The team at Idea recall a Matt Dillon fan book from 1984 being a key reference. “That book certainly has the hectic art-direction-in-all-directions look and feel that is carried through to the Pirate Edition of Women.” It was also a useful comparison for Japanese customers enjoying an early glimpse of the book, who “did wince at the copywriting, but when [we] showed them the Matt Dillon original they all understood – ‘ah, it is supposed to be written in a trashy style!’”
For her own bootleg, Cohen wanted to show the kinds of materials she is drawn to in other people’s art practices. “I love polaroids, notes, random ephemera and any scandalous backstories, so I tried to incorporate as much of that as I could dig out. I was physically ‘digging it out’ too – there’s an actual cardboard box filled with all the bits I held onto. Things that were either sentimental or something I found funny and thought I should keep.

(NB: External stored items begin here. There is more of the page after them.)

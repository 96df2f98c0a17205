//! Greedy diversity sampling over a fixed, prioritized list of projections.
//!
//! Given more candidates than can be shown, the [`Pruner`] picks a bounded subset that covers as
//! many distinct projection values as it can:
//!
//! 1. If there are no more candidates than the bound, all of them are kept.
//! 2. For each projection in priority order, candidates are scanned in input order and any
//!    candidate whose value for that projection has not been seen yet is selected. Selecting a
//!    candidate marks all of its projection values as seen.
//! 3. Remaining slots are filled with unselected candidates in input order.
//!
//! The output keeps the candidates' relative input order. This is a coverage heuristic, not an
//! exact set cover; candidates earlier in the input win ties. Running one pass per projection
//! differs from a single pass that takes any candidate with some unseen value: higher-priority
//! projections are covered before lower ones get a slot.
mod bidirectional;

use std::collections::HashSet;
use std::hash::Hash;

use tracing::{
    debug,
    instrument,
};

pub use self::bidirectional::{
    BidirectionalTracePruner,
    TraceFeature,
    DEFAULT_MAX_TRACES,
};

/// Maps a candidate to one of the values the pruner tries to diversify.
pub type Projection<T, V> = Box<dyn Fn(&T) -> V + Send + Sync>;

/// Selects a diverse, bounded subset of candidates.
pub struct Pruner<T, V> {
    projections: Vec<Projection<T, V>>,
}

impl<T, V: Hash + Eq> Pruner<T, V> {
    /// Creates a pruner over `projections`, highest priority first.
    #[must_use]
    pub fn new(projections: Vec<Projection<T, V>>) -> Self {
        Self { projections }
    }

    /// Keeps at most `max_size` of `candidates`.
    #[instrument(skip_all, fields(candidates = candidates.len(), max_size = max_size))]
    pub fn prune(&self, candidates: Vec<T>, max_size: usize) -> Vec<T> {
        if candidates.len() <= max_size {
            debug!("nothing to prune");
            return candidates;
        }

        let values: Vec<Vec<V>> = candidates
            .iter()
            .map(|candidate| self.projections.iter().map(|project| project(candidate)).collect())
            .collect();
        let mut seen: Vec<HashSet<&V>> = self.projections.iter().map(|_| HashSet::new()).collect();
        let mut selected = vec![false; candidates.len()];
        let mut count = 0;

        for priority in 0..self.projections.len() {
            for (i, candidate_values) in values.iter().enumerate() {
                if count == max_size {
                    break;
                }
                if selected[i] || seen[priority].contains(&candidate_values[priority]) {
                    continue;
                }
                selected[i] = true;
                count += 1;
                for (seen_values, value) in seen.iter_mut().zip(candidate_values) {
                    seen_values.insert(value);
                }
            }
            debug!(priority, count, distinct = seen[priority].len(), "coverage pass done");
        }

        for is_selected in selected.iter_mut().filter(|s| !**s) {
            if count == max_size {
                break;
            }
            *is_selected = true;
            count += 1;
        }

        candidates
            .into_iter()
            .zip(selected)
            .filter_map(|(candidate, keep)| keep.then_some(candidate))
            .collect()
    }
}

#[cfg(test)]
mod tests;
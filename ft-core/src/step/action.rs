use std::fmt;

use serde::{
    Deserialize,
    Serialize,
};

/// What a single processing step did to the flow.
#[derive(Clone, Copy, Debug, PartialEq, Eq, PartialOrd, Ord, Hash, Serialize, Deserialize)]
#[serde(rename_all = "SCREAMING_SNAKE_CASE")]
pub enum StepAction {
    /// Accepted by the device itself.
    Accepted,
    /// Delivered to a host on an attached subnet.
    DeliveredToSubnet,
    /// Denied by a filter or policy.
    Denied,
    /// Denied on the way in.
    DeniedIn,
    /// Denied on the way out.
    DeniedOut,
    /// Left the modeled network.
    ExitsNetwork,
    /// Forwarded according to a route.
    Forwarded,
    /// Handed to another VRF.
    ForwardedToNextVrf,
    /// Not enough information to decide.
    InsufficientInfo,
    /// Forwarding loop detected.
    Loop,
    /// Matched an existing session.
    MatchedSession,
    /// Next hop did not answer ARP.
    NeighborUnreachable,
    /// No route for the destination.
    NoRoute,
    /// Matched a discard route.
    NullRouted,
    /// Originated by the device.
    Originated,
    /// Permitted (or passed through unchanged).
    Permitted,
    /// Received on an interface.
    Received,
    /// Sent into the device.
    SentIn,
    /// Sent out of the device.
    SentOut,
    /// Set up a new session.
    SetupSession,
    /// Rewritten by NAT.
    Transformed,
    /// Transmitted out an interface.
    Transmitted,
}

impl fmt::Display for StepAction {
    fn fmt(&self, f: &mut fmt::Formatter<'_>) -> fmt::Result {
        let name = match self {
            Self::Accepted => "ACCEPTED",
            Self::DeliveredToSubnet => "DELIVERED_TO_SUBNET",
            Self::Denied => "DENIED",
            Self::DeniedIn => "DENIED_IN",
            Self::DeniedOut => "DENIED_OUT",
            Self::ExitsNetwork => "EXITS_NETWORK",
            Self::Forwarded => "FORWARDED",
            Self::ForwardedToNextVrf => "FORWARDED_TO_NEXT_VRF",
            Self::InsufficientInfo => "INSUFFICIENT_INFO",
            Self::Loop => "LOOP",
            Self::MatchedSession => "MATCHED_SESSION",
            Self::NeighborUnreachable => "NEIGHBOR_UNREACHABLE",
            Self::NoRoute => "NO_ROUTE",
            Self::NullRouted => "NULL_ROUTED",
            Self::Originated => "ORIGINATED",
            Self::Permitted => "PERMITTED",
            Self::Received => "RECEIVED",
            Self::SentIn => "SENT_IN",
            Self::SentOut => "SENT_OUT",
            Self::SetupSession => "SETUP_SESSION",
            Self::Transformed => "TRANSFORMED",
            Self::Transmitted => "TRANSMITTED",
        };
        f.write_str(name)
    }
}
//! Session scopes and the one place that branches on them.
//!
//! Anything that needs the interfaces or the VRF a session matches on goes through
//! [`to_incoming_interfaces`] / [`to_originating_vrf`], and session step details are started
//! from the builders here, so the incoming-vs-originating distinction is made in one spot.
use std::collections::BTreeSet;
use std::fmt;

use itertools::Itertools;
use serde::{
    Deserialize,
    Serialize,
};

use crate::step::{
    MatchSessionStepDetail,
    SessionStepDetailBuilder,
};

/// Where a session matches future traffic.
#[derive(Clone, Debug, PartialEq, Eq, PartialOrd, Ord, Hash, Serialize, Deserialize)]
#[serde(tag = "type", rename_all_fields = "camelCase")]
pub enum SessionScope {
    /// Traffic arriving on any of the interfaces.
    #[serde(rename = "IncomingSessionScope")]
    Incoming {
        /// Interfaces the session is installed on.
        incoming_interfaces: BTreeSet<String>,
    },
    /// Traffic originated by the device from the VRF.
    #[serde(rename = "OriginatingSessionScope")]
    Originating {
        /// VRF of local origination.
        originating_vrf: String,
    },
}

impl SessionScope {
    /// A scope matching traffic arriving on `interfaces`.
    #[must_use]
    pub fn incoming<I, S>(interfaces: I) -> Self
    where
        I: IntoIterator<Item = S>,
        S: Into<String>,
    {
        Self::Incoming { incoming_interfaces: interfaces.into_iter().map(Into::into).collect() }
    }

    /// A scope matching traffic originated from `vrf`.
    #[must_use]
    pub fn originating(vrf: impl Into<String>) -> Self {
        Self::Originating { originating_vrf: vrf.into() }
    }
}

impl fmt::Display for SessionScope {
    fn fmt(&self, f: &mut fmt::Formatter<'_>) -> fmt::Result {
        match self {
            Self::Incoming { incoming_interfaces } => {
                write!(f, "incoming [{}]", incoming_interfaces.iter().join(", "))
            },
            Self::Originating { originating_vrf } => write!(f, "originating vrf {originating_vrf}"),
        }
    }
}

/// Interfaces at which a session with this scope can be matched; empty for an originating scope.
#[must_use]
pub fn to_incoming_interfaces(scope: &SessionScope) -> BTreeSet<String> {
    match scope {
        SessionScope::Incoming { incoming_interfaces } => incoming_interfaces.clone(),
        SessionScope::Originating { .. } => BTreeSet::new(),
    }
}

/// VRF of local origination for a session with this scope; `None` for an incoming scope.
#[must_use]
pub fn to_originating_vrf(scope: &SessionScope) -> Option<String> {
    match scope {
        SessionScope::Incoming { .. } => None,
        SessionScope::Originating { originating_vrf } => Some(originating_vrf.clone()),
    }
}

/// A session step-detail builder with the scope already filled in.
#[must_use]
pub fn session_step_detail(scope: &SessionScope) -> SessionStepDetailBuilder {
    MatchSessionStepDetail::builder()
        .incoming_interfaces(to_incoming_interfaces(scope))
        .originating_vrf(to_originating_vrf(scope))
}

/// Builder for the detail of a `SetupSession` step in `scope`.
#[must_use]
pub fn setup_session_step_detail(scope: &SessionScope) -> SessionStepDetailBuilder {
    session_step_detail(scope)
}

/// Builder for the detail of a `MatchSession` step in `scope`.
#[must_use]
pub fn match_session_step_detail(scope: &SessionScope) -> SessionStepDetailBuilder {
    session_step_detail(scope)
}

pub(crate) fn from_parts(incoming_interfaces: &BTreeSet<String>, originating_vrf: Option<&str>) -> SessionScope {
    match originating_vrf {
        Some(vrf) => SessionScope::originating(vrf),
        None => SessionScope::Incoming { incoming_interfaces: incoming_interfaces.clone() },
    }
}

#[cfg(test)]
mod tests {
    use rstest::*;

    use super::*;
    use crate::acl::SessionMatchExpr;
    use crate::flow::IpProtocol;
    use crate::session::SessionAction;
    use crate::step::SetupSessionStepDetail;

    #[rstest]
    fn test_incoming_scope_dispatch() {
        let scope = SessionScope::incoming(["eth0", "eth1"]);
        assert_eq!(to_incoming_interfaces(&scope), BTreeSet::from(["eth0".to_string(), "eth1".to_string()]));
        assert_eq!(to_originating_vrf(&scope), None);
    }

    #[rstest]
    fn test_originating_scope_dispatch() {
        let scope = SessionScope::originating("default");
        assert!(to_incoming_interfaces(&scope).is_empty());
        assert_eq!(to_originating_vrf(&scope).as_deref(), Some("default"));
    }

    #[rstest]
    #[case::incoming(SessionScope::incoming(["eth0"]))]
    #[case::originating(SessionScope::originating("mgmt"))]
    fn test_builder_carries_scope(#[case] scope: SessionScope) {
        let criteria =
            SessionMatchExpr::new(IpProtocol::Tcp, [10, 0, 0, 2].into(), [10, 0, 0, 1].into(), Some(80), Some(40000))
                .unwrap();
        let detail: SetupSessionStepDetail = setup_session_step_detail(&scope)
            .session_action(SessionAction::FibLookup)
            .match_criteria(criteria)
            .build()
            .unwrap();
        assert_eq!(detail.session_scope(), scope);
    }

    #[rstest]
    fn test_scope_wire_tag() {
        let json = serde_json::to_value(SessionScope::originating("default")).unwrap();
        assert_eq!(json, serde_json::json!({"type": "OriginatingSessionScope", "originatingVrf": "default"}));
    }
}
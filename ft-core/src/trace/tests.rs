use std::collections::BTreeSet;

use assertables::*;
use rstest::*;
use serde::{
    Deserialize,
    Serialize,
};

use super::*;
use crate::errors::ModelError;
use crate::flow::Flow;
use crate::testutils::*;

#[rstest]
fn test_from_hops_derives_disposition() {
    assert_eq!(accepted_trace(&["A", "B"]).disposition(), FlowDisposition::Accepted);
    assert_eq!(denied_trace(&["A"]).disposition(), FlowDisposition::DeniedIn);
}

#[rstest]
fn test_from_hops_rejects_non_terminal_end() {
    let hops = vec![Hop::new(Node::new("A"), vec![enter("A", "in"), forward_out("out")])];
    let err = Trace::from_hops(hops).unwrap_err();
    assert_contains!(err.to_string(), "final step Routing");
    assert_err!(Trace::from_hops(vec![]));
    assert_err!(Trace::from_hops(vec![Hop::new(Node::new("A"), vec![])]));
}

#[rstest]
fn test_trace_equality_respects_step_order() {
    let a = Trace::new(FlowDisposition::Accepted, vec![Hop::new(Node::new("A"), vec![enter("A", "in"), inbound("in")])]);
    let b = Trace::new(FlowDisposition::Accepted, vec![Hop::new(Node::new("A"), vec![inbound("in"), enter("A", "in")])]);
    assert_ne!(a, b);
    assert_eq!(a, a.clone());
}

#[rstest]
fn test_hop_names(bidirectional_trace: BidirectionalTrace) {
    let names: Vec<_> = bidirectional_trace.forward_trace().hop_names().collect();
    assert_eq!(names, ["A", "B"]);
    let names: Vec<_> = bidirectional_trace.reverse_trace().unwrap().hop_names().collect();
    assert_eq!(names, ["B", "A"]);
}

#[rstest]
fn test_successful_trace_requires_reverse_flow(forward_flow: Flow) {
    let res = BidirectionalTrace::new(forward_flow, accepted_trace(&["A", "B"]), BTreeSet::new(), None, None);
    assert!(matches!(res, Err(ModelError::Invariant { kind: "BidirectionalTrace", .. })));
}

#[rstest]
fn test_failed_trace_rejects_reverse_flow(forward_flow: Flow, reverse_flow: Flow) {
    let res = BidirectionalTrace::new(
        forward_flow,
        denied_trace(&["A"]),
        BTreeSet::new(),
        Some(reverse_flow),
        Some(accepted_trace(&["B", "A"])),
    );
    assert_err!(res);
}

#[rstest]
fn test_reverse_trace_requires_reverse_flow(forward_flow: Flow, reverse_flow: Flow) {
    let missing_trace = BidirectionalTrace::new(
        forward_flow.clone(),
        accepted_trace(&["A", "B"]),
        BTreeSet::new(),
        Some(reverse_flow),
        None,
    );
    assert_contains!(missing_trace.unwrap_err().to_string(), "reverseTrace");

    let stray_trace =
        BidirectionalTrace::new(forward_flow, denied_trace(&["A"]), BTreeSet::new(), None, Some(denied_trace(&["B"])));
    assert_err!(stray_trace);
}

#[rstest]
fn test_trace_and_reverse_flow_invariant(reverse_flow: Flow) {
    assert_err!(TraceAndReverseFlow::new(accepted_trace(&["A"]), None, BTreeSet::new()));
    assert_err!(TraceAndReverseFlow::new(denied_trace(&["A"]), Some(reverse_flow.clone()), BTreeSet::new()));
    assert_ok!(TraceAndReverseFlow::new(accepted_trace(&["A"]), Some(reverse_flow), BTreeSet::new()));
}

#[rstest]
fn test_from_parts(forward_flow: Flow, reverse_flow: Flow) {
    let session = session_on("B", &forward_flow);
    let forward = TraceAndReverseFlow::new(
        accepted_trace(&["A", "B"]),
        Some(reverse_flow.clone()),
        BTreeSet::from([session.clone()]),
    )
    .unwrap();

    let bidir = BidirectionalTrace::from_parts(forward_flow.clone(), forward, Some(accepted_trace(&["B", "A"]))).unwrap();
    assert_eq!(bidir.forward_flow(), &forward_flow);
    assert_eq!(bidir.reverse_flow(), Some(&reverse_flow));
    assert_eq!(bidir.new_sessions(), &BTreeSet::from([session]));
}

#[rstest]
fn test_key_ignores_trace_bodies(forward_flow: Flow) {
    let short = accepted(&forward_flow, &["A", "B"]);
    let long = accepted(&forward_flow, &["A", "C", "B"]);
    assert_ne!(short, long);
    assert_eq!(short.key(), long.key());
    assert_ne!(short.key(), denied(&forward_flow, &["A", "B"]).key());
}

#[rstest]
fn test_json_round_trip_with_sessions(forward_flow: Flow, reverse_flow: Flow) {
    let bidir = BidirectionalTrace::new(
        forward_flow.clone(),
        accepted_trace(&["A", "B"]),
        BTreeSet::from([session_on("A", &forward_flow), session_on("B", &forward_flow)]),
        Some(reverse_flow),
        Some(accepted_trace(&["B", "A"])),
    )
    .unwrap();

    let json = serde_json::to_string(&bidir).unwrap();
    let decoded: BidirectionalTrace = serde_json::from_str(&json).unwrap();
    assert_eq!(decoded, bidir);
}

#[rstest]
fn test_msgpack_round_trip(bidirectional_trace: BidirectionalTrace) {
    let mut buf = Vec::new();
    bidirectional_trace
        .serialize(&mut rmp_serde::Serializer::new(&mut buf).with_struct_map().with_human_readable())
        .unwrap();
    let mut de = rmp_serde::Deserializer::new(buf.as_slice()).with_human_readable();
    let decoded = BidirectionalTrace::deserialize(&mut de).unwrap();
    assert_eq!(decoded, bidirectional_trace);
}

#[rstest]
fn test_decode_checks_invariants(bidirectional_trace: BidirectionalTrace) {
    let mut json = serde_json::to_value(&bidirectional_trace).unwrap();
    json.as_object_mut().unwrap().remove("reverseFlow");
    let err = serde_json::from_value::<BidirectionalTrace>(json.clone()).unwrap_err();
    assert_contains!(err.to_string(), "reverseFlow must be present");

    json.as_object_mut().unwrap().remove("forwardTrace");
    let err = serde_json::from_value::<BidirectionalTrace>(json).unwrap_err();
    assert_contains!(err.to_string(), "`forwardTrace`");
}

#[rstest]
fn test_display() {
    let trace = denied_trace(&["A", "B"]);
    assert_eq!(
        trace.to_string(),
        "DENIED_IN\n\
         1. node: A\n  \
         EnterInputInterface(RECEIVED) A[in]\n  \
         Routing(FORWARDED) vrf default, forwarded out out\n  \
         ExitOutputInterface(TRANSMITTED) A[out]\n\
         2. node: B\n  \
         EnterInputInterface(RECEIVED) B[in]\n  \
         Filter(DENIED) acl"
    );
}
//! NAT transformations as supplied by the configuration layer, and their evaluation on a flow.
use std::fmt;
use std::net::Ipv4Addr;

use itertools::Itertools;
use serde::{
    Deserialize,
    Serialize,
};

use crate::acl::AclLineMatchExpr;
use crate::errors::ModelResult;
use crate::flow::{
    flow_diffs,
    Flow,
};
use crate::step::{
    StepAction,
    TransformationStep,
    TransformationStepDetail,
};

/// The kind of address translation a rewrite performs.
#[derive(Clone, Copy, Debug, PartialEq, Eq, PartialOrd, Ord, Hash, Serialize, Deserialize)]
#[serde(rename_all = "SCREAMING_SNAKE_CASE")]
pub enum TransformationType {
    /// Source NAT.
    SourceNat,
    /// Destination NAT.
    DestNat,
}

impl fmt::Display for TransformationType {
    fn fmt(&self, f: &mut fmt::Formatter<'_>) -> fmt::Result {
        match self {
            Self::SourceNat => f.write_str("SOURCE_NAT"),
            Self::DestNat => f.write_str("DEST_NAT"),
        }
    }
}

/// Which end of the flow a rewrite touches.
#[derive(Clone, Copy, Debug, PartialEq, Eq, PartialOrd, Ord, Hash, Serialize, Deserialize)]
#[serde(rename_all = "SCREAMING_SNAKE_CASE")]
pub enum HeaderField {
    /// Source address or port.
    Source,
    /// Destination address or port.
    Destination,
}

/// A single header rewrite.
#[derive(Clone, Debug, PartialEq, Eq, PartialOrd, Ord, Hash, Serialize, Deserialize)]
#[serde(tag = "type", rename_all_fields = "camelCase")]
pub enum Rewrite {
    /// Replace an address.
    AssignIp {
        /// Translation kind reported for this rewrite.
        transformation_type: TransformationType,
        /// Which address to replace.
        field: HeaderField,
        /// The new address.
        ip: Ipv4Addr,
    },
    /// Replace a port; has no effect on flows without ports.
    AssignPort {
        /// Translation kind reported for this rewrite.
        transformation_type: TransformationType,
        /// Which port to replace.
        field: HeaderField,
        /// The new port.
        port: u16,
    },
    /// Matches without rewriting anything.
    Noop {
        /// Translation kind reported for this rewrite.
        transformation_type: TransformationType,
    },
}

impl Rewrite {
    /// The translation kind this rewrite is reported under.
    #[must_use]
    pub const fn transformation_type(&self) -> TransformationType {
        match self {
            Self::AssignIp { transformation_type, .. }
            | Self::AssignPort { transformation_type, .. }
            | Self::Noop { transformation_type } => *transformation_type,
        }
    }

    fn apply(&self, flow: &Flow) -> Flow {
        let (mut src_ip, mut dst_ip) = (flow.src_ip(), flow.dst_ip());
        let (mut src_port, mut dst_port) = (flow.src_port(), flow.dst_port());
        match self {
            Self::AssignIp { field: HeaderField::Source, ip, .. } => src_ip = *ip,
            Self::AssignIp { field: HeaderField::Destination, ip, .. } => dst_ip = *ip,
            Self::AssignPort { field: HeaderField::Source, port, .. } => src_port = src_port.map(|_| *port),
            Self::AssignPort { field: HeaderField::Destination, port, .. } => dst_port = dst_port.map(|_| *port),
            Self::Noop { .. } => {},
        }
        flow.with_header(src_ip, dst_ip, src_port, dst_port)
    }
}

/// A guarded chain of header rewrites.
///
/// When `guard` matches, `rewrites` are applied in order and evaluation continues with
/// `and_then`; otherwise evaluation continues with `or_else`.
#[derive(Clone, Debug, PartialEq, Eq, PartialOrd, Ord, Hash, Serialize, Deserialize)]
#[serde(rename_all = "camelCase")]
pub struct Transformation {
    /// Which flows this transformation applies to.
    pub guard: AclLineMatchExpr,
    /// Ordered rewrites applied when the guard matches.
    #[serde(default)]
    pub rewrites: Vec<Rewrite>,
    /// Evaluated after the rewrites when the guard matches.
    #[serde(default, skip_serializing_if = "Option::is_none")]
    pub and_then: Option<Box<Transformation>>,
    /// Evaluated instead when the guard does not match.
    #[serde(default, skip_serializing_if = "Option::is_none")]
    pub or_else: Option<Box<Transformation>>,
}

/// The result of evaluating a [`Transformation`] on a flow.
#[derive(Clone, Debug, PartialEq, Eq)]
pub struct TransformationOutcome {
    /// The rewritten flow.
    pub flow: Flow,
    /// One step per group of same-type rewrites that applied, in application order.
    pub steps: Vec<TransformationStep>,
}

impl Transformation {
    /// A transformation applying `rewrites` to every flow.
    #[must_use]
    pub const fn always(rewrites: Vec<Rewrite>) -> Self {
        Self::when(AclLineMatchExpr::True, rewrites)
    }

    /// A transformation applying `rewrites` to flows matching `guard`.
    #[must_use]
    pub const fn when(guard: AclLineMatchExpr, rewrites: Vec<Rewrite>) -> Self {
        Self { guard, rewrites, and_then: None, or_else: None }
    }

    /// Sets the transformation evaluated after this one matches.
    #[must_use]
    pub fn and_then(mut self, next: Self) -> Self {
        self.and_then = Some(Box::new(next));
        self
    }

    /// Sets the transformation evaluated when this one does not match.
    #[must_use]
    pub fn or_else(mut self, next: Self) -> Self {
        self.or_else = Some(Box::new(next));
        self
    }

    /// Evaluates the transformation on `flow`.
    ///
    /// # Errors
    ///
    /// Fails when a guard cannot be evaluated without device context.
    pub fn apply(&self, flow: &Flow) -> ModelResult<TransformationOutcome> {
        let mut steps = Vec::new();
        let flow = self.apply_into(flow.clone(), &mut steps)?;
        Ok(TransformationOutcome { flow, steps })
    }

    fn apply_into(&self, flow: Flow, steps: &mut Vec<TransformationStep>) -> ModelResult<Flow> {
        if !self.guard.evaluate(&flow)? {
            return match &self.or_else {
                Some(next) => next.apply_into(flow, steps),
                None => Ok(flow),
            };
        }

        let mut current = flow;
        let groups = self.rewrites.iter().chunk_by(|rewrite| rewrite.transformation_type());
        for (transformation_type, group) in &groups {
            let before = current.clone();
            for rewrite in group {
                current = rewrite.apply(&current);
            }
            let diffs = flow_diffs(&before, &current);
            let action = if diffs.is_empty() { StepAction::Permitted } else { StepAction::Transformed };
            steps.push(TransformationStep::new(TransformationStepDetail::new(transformation_type, diffs), action)?);
        }

        match &self.and_then {
            Some(next) => next.apply_into(current, steps),
            None => Ok(current),
        }
    }
}

#[cfg(test)]
mod tests {
    use rstest::*;

    use super::*;
    use crate::flow::FlowDiff;

    #[fixture]
    fn flow() -> Flow {
        Flow::builder("edge")
            .ingress_interface("lan")
            .src_ip(Ipv4Addr::new(10, 1, 1, 1))
            .dst_ip(Ipv4Addr::new(198, 51, 100, 7))
            .tcp(5555, 443)
            .build()
            .unwrap()
    }

    #[rstest]
    fn test_source_nat_produces_transformed_step(flow: Flow) {
        let snat = Transformation::always(vec![
            Rewrite::AssignIp {
                transformation_type: TransformationType::SourceNat,
                field: HeaderField::Source,
                ip: Ipv4Addr::new(203, 0, 113, 1),
            },
            Rewrite::AssignPort {
                transformation_type: TransformationType::SourceNat,
                field: HeaderField::Source,
                port: 1024,
            },
        ]);
        let outcome = snat.apply(&flow).unwrap();

        assert_eq!(outcome.flow.src_ip(), Ipv4Addr::new(203, 0, 113, 1));
        assert_eq!(outcome.flow.src_port(), Some(1024));
        assert_eq!(outcome.steps.len(), 1);
        let step = &outcome.steps[0];
        assert_eq!(step.action(), StepAction::Transformed);
        assert_eq!(
            step.detail().flow_diffs(),
            &[FlowDiff::new("srcIp", "10.1.1.1", "203.0.113.1"), FlowDiff::new("srcPort", 5555, 1024)]
        );
    }

    #[rstest]
    fn test_noop_produces_permitted_step(flow: Flow) {
        let noop = Transformation::always(vec![Rewrite::Noop { transformation_type: TransformationType::DestNat }]);
        let outcome = noop.apply(&flow).unwrap();
        assert_eq!(outcome.flow, flow);
        assert_eq!(outcome.steps[0].action(), StepAction::Permitted);
        assert!(outcome.steps[0].detail().flow_diffs().is_empty());
    }

    #[rstest]
    fn test_guard_miss_falls_to_or_else(flow: Flow) {
        let dnat = Transformation::when(AclLineMatchExpr::False, vec![])
            .or_else(Transformation::always(vec![Rewrite::AssignIp {
                transformation_type: TransformationType::DestNat,
                field: HeaderField::Destination,
                ip: Ipv4Addr::new(10, 9, 9, 9),
            }]))
            .and_then(Transformation::always(vec![Rewrite::Noop { transformation_type: TransformationType::SourceNat }]));

        let outcome = dnat.apply(&flow).unwrap();
        assert_eq!(outcome.flow.dst_ip(), Ipv4Addr::new(10, 9, 9, 9));
        // and_then belongs to the guard that missed, so it does not run
        assert_eq!(outcome.steps.len(), 1);
        assert_eq!(outcome.steps[0].detail().transformation_type(), TransformationType::DestNat);
    }
}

“It’s probably quite hard to grasp what each of the pages mean on an initial flick through, I almost need to make a ‘user guide’ as there’s a backstory and reason behind every page,” she explains. “There is a lot that’s left out, but if it were any thicker it wouldn’t have been the right shape to feel authentically like a fanzine. Plus maybe I can save all that for a ‘part two’ … no there’s definitely not a part two, at least not for another 20 years, I’ve milked it enough!”
Working on the new edition was revelatory for Cohen in several ways. For one, she realised she “faffed around for years with the other one and could have probably got it done a lot sooner. I still can’t believe an idea can turn into a physical object in the space of three months,” she says.
“I also think I prefer it, probably because it’s shiny and new, but also because I feel it shows a sense of humour which I know is disguised a lot more heavily in the original.” Even if a part two never comes to fruition, there could be more to come: “Maybe there’ll be bootlegs of the bootlegs – they’d surely be even cooler.”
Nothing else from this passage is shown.